[Stored data entries]
.....

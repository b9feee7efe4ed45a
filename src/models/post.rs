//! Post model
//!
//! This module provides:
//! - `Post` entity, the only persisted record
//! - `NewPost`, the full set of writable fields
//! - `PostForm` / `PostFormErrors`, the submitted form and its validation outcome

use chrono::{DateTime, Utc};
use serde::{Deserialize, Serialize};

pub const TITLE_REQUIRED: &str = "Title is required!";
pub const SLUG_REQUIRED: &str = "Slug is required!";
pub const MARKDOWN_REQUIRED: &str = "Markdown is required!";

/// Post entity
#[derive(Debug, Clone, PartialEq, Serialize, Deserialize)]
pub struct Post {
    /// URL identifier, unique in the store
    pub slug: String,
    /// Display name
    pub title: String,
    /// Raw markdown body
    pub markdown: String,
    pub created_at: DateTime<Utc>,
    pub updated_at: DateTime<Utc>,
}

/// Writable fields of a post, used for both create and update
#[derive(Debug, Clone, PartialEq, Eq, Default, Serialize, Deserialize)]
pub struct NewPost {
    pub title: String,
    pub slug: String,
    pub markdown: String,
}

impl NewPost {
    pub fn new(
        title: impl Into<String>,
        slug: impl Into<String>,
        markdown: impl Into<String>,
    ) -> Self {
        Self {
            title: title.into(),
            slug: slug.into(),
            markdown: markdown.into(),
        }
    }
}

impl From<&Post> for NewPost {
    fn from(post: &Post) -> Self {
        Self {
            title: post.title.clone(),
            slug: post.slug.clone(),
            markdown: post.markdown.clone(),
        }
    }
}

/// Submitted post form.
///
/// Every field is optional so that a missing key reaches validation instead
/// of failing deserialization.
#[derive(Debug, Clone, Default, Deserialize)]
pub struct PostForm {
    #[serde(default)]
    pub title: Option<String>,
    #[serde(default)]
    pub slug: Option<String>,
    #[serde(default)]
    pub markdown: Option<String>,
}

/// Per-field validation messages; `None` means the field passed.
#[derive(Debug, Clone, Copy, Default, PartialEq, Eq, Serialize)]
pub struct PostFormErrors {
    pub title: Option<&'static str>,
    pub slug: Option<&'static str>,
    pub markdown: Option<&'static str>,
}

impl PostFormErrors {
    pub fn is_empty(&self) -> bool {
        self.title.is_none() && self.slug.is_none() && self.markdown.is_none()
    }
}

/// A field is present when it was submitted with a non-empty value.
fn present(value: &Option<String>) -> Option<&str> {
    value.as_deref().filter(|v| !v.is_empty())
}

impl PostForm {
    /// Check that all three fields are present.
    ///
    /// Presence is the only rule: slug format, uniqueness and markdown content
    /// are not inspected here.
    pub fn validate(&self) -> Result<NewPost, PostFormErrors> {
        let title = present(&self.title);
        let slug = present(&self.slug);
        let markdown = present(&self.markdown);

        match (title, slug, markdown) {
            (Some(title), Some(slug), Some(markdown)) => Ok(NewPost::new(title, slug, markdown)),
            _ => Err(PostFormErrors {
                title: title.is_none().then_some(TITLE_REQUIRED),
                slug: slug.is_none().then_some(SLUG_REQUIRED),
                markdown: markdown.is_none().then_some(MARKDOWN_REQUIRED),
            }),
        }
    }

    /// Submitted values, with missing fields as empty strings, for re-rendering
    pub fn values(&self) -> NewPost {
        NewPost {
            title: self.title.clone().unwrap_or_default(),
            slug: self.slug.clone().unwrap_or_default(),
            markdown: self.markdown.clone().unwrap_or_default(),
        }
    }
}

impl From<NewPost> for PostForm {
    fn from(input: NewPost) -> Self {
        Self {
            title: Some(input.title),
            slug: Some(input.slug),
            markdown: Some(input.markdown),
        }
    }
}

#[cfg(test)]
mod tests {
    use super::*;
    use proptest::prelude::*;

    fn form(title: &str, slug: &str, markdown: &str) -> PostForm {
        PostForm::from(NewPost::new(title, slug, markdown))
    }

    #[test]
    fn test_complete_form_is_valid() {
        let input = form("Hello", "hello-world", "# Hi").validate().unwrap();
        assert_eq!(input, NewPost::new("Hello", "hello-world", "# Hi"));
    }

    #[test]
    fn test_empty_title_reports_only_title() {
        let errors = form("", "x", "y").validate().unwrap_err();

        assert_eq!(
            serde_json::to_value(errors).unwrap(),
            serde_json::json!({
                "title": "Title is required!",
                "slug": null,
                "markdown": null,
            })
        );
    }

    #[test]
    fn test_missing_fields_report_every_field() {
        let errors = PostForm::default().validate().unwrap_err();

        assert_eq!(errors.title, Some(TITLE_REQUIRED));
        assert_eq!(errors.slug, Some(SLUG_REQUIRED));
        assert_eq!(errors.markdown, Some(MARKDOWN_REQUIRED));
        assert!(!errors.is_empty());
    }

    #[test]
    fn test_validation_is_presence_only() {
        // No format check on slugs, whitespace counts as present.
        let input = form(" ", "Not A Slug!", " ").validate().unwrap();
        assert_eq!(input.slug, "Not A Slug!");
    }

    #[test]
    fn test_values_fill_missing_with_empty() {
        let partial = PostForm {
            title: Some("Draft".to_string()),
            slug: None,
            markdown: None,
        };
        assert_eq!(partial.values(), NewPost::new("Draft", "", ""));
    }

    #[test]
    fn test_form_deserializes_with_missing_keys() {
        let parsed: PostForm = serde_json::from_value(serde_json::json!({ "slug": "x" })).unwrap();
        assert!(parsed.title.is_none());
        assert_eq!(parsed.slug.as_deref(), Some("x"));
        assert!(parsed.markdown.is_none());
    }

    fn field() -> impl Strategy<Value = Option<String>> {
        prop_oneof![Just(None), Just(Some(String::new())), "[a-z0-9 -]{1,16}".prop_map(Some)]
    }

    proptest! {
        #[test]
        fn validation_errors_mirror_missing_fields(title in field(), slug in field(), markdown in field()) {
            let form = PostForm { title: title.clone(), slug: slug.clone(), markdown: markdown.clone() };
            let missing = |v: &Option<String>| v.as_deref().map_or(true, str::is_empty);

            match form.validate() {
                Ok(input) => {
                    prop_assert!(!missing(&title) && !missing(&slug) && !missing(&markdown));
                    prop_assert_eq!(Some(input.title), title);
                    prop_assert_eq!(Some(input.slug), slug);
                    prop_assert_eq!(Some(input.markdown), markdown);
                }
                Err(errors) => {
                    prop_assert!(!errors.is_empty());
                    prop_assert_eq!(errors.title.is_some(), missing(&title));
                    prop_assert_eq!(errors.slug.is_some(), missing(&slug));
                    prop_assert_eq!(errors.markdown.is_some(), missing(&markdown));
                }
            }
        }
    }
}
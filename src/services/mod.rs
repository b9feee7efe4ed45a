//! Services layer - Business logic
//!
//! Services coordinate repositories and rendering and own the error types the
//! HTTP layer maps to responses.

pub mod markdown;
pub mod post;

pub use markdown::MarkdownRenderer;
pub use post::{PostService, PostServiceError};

.....

▶ [WHAT TO WORK ON] Where a line of the records has the string "PostFormErrors", copy that line.

▶ [RESPONSE FOR THIS EXERCISE]
//! - `PostForm` / `PostFormErrors`, the submitted form and its validation outcome
pub struct PostFormErrors {
impl PostFormErrors {
    pub fn validate(&self) -> Result<NewPost, PostFormErrors> {
            _ => Err(PostFormErrors {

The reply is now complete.